State the number of lines in the material below that hold "FieldResult", and add nothing to it.

[[ SOURCE MATERIAL open ]]

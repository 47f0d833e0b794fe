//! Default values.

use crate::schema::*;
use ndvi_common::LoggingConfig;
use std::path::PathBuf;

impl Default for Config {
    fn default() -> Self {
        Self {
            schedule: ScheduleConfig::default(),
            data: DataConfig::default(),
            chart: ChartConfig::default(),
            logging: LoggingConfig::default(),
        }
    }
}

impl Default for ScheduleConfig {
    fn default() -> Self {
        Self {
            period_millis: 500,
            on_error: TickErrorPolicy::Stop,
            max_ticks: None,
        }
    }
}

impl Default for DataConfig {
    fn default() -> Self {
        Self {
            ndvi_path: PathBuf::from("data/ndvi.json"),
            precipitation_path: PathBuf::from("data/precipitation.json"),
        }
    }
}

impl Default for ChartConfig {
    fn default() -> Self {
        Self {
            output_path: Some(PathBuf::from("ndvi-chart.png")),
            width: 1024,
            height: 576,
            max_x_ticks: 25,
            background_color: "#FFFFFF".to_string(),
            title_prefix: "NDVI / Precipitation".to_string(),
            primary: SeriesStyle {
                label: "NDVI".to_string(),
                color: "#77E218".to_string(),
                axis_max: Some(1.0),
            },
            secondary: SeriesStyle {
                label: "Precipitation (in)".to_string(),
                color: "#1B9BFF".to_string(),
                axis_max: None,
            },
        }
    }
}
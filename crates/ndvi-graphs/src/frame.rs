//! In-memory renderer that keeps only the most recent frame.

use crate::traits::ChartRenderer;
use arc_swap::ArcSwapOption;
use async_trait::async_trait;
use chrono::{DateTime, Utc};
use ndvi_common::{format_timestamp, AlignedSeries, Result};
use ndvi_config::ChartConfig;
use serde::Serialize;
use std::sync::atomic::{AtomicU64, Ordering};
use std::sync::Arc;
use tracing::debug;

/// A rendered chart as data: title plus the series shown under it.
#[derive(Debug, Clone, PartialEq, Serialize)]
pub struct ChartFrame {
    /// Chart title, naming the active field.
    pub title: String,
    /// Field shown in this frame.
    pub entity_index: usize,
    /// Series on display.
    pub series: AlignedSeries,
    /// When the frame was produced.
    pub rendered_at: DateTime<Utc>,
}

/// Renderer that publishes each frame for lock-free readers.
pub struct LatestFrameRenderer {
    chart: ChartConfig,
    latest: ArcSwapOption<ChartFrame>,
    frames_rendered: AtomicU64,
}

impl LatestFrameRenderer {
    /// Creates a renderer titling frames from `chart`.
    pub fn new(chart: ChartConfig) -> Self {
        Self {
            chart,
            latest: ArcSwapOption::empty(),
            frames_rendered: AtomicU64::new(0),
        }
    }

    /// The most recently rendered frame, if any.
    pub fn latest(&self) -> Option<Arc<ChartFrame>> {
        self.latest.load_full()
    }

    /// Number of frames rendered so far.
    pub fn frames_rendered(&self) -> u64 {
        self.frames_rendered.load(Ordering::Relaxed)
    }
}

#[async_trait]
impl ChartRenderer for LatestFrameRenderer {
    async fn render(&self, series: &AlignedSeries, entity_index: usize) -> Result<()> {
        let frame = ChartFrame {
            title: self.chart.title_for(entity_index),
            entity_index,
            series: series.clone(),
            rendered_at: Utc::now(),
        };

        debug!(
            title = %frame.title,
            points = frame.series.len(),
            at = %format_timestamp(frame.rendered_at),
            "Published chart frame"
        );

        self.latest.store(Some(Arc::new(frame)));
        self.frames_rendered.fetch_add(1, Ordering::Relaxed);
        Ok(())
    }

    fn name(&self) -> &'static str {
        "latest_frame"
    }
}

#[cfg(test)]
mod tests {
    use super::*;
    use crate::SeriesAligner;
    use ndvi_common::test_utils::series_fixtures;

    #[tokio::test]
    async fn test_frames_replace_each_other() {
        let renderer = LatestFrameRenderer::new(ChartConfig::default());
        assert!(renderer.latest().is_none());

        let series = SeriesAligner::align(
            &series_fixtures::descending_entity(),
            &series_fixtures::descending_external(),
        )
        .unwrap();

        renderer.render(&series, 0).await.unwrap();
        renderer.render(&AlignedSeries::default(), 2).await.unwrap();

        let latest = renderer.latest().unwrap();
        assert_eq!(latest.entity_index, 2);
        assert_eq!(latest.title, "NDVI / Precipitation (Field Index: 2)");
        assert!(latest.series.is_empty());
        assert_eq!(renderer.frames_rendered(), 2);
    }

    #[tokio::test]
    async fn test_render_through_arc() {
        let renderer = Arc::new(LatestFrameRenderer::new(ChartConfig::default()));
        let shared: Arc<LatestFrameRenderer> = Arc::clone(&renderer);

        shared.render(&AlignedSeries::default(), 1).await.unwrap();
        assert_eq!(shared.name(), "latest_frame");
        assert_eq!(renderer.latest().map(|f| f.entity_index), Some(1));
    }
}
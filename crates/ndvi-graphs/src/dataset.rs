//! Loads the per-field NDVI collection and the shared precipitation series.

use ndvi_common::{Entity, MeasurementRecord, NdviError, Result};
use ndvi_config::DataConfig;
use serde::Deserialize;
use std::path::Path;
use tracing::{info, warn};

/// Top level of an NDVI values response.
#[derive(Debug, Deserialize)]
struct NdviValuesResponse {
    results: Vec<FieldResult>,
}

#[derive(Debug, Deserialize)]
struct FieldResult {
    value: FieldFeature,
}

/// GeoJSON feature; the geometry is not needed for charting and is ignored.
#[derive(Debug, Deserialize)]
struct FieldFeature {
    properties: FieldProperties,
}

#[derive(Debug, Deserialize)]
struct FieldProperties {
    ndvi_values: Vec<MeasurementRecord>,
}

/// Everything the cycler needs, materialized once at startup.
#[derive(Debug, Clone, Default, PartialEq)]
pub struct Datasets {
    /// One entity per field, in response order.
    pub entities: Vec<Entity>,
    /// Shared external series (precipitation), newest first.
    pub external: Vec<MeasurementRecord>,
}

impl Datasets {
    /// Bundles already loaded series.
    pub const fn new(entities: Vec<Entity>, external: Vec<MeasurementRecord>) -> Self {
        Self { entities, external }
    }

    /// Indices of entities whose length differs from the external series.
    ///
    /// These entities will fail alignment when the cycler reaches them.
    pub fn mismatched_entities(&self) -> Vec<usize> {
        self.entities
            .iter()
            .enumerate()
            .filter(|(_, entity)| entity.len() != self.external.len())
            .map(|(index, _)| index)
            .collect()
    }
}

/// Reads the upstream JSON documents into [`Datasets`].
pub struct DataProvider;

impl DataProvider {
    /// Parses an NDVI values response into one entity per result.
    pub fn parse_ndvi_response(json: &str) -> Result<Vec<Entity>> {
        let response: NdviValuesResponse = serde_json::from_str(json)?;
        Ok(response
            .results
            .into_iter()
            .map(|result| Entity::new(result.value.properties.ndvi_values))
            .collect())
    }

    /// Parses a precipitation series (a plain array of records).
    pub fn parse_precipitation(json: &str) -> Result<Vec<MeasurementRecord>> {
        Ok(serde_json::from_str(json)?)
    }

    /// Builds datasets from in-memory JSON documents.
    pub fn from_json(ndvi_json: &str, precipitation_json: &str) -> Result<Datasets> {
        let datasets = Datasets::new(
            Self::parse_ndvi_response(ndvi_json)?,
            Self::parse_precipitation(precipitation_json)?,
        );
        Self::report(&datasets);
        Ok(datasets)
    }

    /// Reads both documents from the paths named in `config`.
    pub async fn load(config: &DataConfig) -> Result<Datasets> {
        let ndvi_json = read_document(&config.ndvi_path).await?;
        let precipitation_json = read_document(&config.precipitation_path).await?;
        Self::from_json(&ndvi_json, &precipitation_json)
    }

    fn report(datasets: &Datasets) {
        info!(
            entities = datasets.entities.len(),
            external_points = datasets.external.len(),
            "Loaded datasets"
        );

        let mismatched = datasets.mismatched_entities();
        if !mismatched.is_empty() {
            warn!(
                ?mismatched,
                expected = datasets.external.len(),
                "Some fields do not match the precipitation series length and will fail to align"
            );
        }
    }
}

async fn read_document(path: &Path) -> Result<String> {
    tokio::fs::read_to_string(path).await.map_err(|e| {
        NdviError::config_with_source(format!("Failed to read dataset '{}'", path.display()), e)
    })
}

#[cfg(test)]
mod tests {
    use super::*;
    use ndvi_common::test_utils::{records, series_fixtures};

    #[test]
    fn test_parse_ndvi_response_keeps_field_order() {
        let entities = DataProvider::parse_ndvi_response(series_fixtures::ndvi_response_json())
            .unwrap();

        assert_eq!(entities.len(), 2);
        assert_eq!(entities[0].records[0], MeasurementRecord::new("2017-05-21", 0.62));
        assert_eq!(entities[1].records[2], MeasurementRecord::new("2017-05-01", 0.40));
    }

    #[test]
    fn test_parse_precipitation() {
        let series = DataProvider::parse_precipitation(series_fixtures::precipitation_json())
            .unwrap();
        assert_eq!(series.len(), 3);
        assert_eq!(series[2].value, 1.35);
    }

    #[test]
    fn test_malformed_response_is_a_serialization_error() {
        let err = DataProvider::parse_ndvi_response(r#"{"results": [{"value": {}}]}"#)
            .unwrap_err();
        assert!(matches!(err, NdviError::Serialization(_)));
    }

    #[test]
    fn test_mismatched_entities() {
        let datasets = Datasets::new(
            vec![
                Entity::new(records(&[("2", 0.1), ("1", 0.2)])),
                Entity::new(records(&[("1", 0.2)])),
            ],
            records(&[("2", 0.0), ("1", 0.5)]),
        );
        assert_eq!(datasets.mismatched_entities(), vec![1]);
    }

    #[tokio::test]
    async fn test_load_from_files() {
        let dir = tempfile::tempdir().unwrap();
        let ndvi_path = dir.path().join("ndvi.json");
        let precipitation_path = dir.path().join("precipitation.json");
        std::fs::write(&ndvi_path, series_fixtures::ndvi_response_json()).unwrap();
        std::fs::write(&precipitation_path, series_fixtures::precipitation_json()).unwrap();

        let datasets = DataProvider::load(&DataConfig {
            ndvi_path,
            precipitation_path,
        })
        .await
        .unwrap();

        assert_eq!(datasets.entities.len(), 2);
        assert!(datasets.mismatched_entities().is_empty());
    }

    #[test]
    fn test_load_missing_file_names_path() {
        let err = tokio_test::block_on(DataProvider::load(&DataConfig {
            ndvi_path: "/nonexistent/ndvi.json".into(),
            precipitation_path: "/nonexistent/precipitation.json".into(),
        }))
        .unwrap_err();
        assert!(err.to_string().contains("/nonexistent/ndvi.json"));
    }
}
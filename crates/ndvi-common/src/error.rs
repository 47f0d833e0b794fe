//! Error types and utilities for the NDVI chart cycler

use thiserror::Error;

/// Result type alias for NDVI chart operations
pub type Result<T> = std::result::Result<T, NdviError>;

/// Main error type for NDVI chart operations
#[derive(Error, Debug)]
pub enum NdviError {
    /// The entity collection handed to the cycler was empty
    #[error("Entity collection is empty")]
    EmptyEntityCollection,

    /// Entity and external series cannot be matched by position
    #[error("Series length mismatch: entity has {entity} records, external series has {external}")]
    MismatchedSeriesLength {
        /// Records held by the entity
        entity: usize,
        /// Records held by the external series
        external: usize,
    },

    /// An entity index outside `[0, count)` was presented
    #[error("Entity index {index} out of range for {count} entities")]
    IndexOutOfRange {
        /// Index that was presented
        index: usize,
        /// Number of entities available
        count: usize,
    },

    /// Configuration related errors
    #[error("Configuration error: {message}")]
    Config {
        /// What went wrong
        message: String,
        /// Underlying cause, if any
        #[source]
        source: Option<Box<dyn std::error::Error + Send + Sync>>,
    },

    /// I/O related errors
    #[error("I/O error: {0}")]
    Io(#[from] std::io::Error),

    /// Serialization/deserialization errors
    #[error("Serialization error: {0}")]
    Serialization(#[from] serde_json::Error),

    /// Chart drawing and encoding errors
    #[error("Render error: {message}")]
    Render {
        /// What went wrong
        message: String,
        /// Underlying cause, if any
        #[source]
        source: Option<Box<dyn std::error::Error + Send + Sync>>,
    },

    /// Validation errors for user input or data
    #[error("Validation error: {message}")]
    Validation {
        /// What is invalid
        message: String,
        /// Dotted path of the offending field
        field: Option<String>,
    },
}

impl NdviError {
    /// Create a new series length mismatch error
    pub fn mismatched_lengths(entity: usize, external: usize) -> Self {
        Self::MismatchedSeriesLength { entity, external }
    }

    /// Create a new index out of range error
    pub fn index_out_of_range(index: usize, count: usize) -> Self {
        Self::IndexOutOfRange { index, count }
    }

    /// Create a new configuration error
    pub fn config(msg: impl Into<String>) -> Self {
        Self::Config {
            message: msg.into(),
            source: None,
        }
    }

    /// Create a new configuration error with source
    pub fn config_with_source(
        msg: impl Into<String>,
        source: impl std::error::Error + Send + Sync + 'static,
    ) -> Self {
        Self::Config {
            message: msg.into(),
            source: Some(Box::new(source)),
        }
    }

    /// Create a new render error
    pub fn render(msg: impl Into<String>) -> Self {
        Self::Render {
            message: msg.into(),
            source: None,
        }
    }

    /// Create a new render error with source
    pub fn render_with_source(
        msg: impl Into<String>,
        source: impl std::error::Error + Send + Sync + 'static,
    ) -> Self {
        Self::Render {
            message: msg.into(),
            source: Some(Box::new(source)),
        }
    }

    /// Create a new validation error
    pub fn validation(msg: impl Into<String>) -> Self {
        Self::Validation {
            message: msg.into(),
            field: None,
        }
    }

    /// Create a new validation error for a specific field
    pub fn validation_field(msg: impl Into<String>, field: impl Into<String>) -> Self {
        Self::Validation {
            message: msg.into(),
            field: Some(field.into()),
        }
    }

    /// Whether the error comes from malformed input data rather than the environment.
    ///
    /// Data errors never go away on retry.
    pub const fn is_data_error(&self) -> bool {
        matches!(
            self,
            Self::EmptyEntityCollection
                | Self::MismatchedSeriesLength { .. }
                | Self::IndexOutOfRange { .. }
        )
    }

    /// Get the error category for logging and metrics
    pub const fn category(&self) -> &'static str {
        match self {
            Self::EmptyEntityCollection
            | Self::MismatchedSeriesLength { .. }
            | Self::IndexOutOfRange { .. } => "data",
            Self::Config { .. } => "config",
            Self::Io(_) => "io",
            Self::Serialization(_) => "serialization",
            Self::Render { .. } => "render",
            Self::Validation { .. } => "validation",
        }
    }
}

[[ SOURCE MATERIAL closed ]]

### EXPECTED OUTPUT
2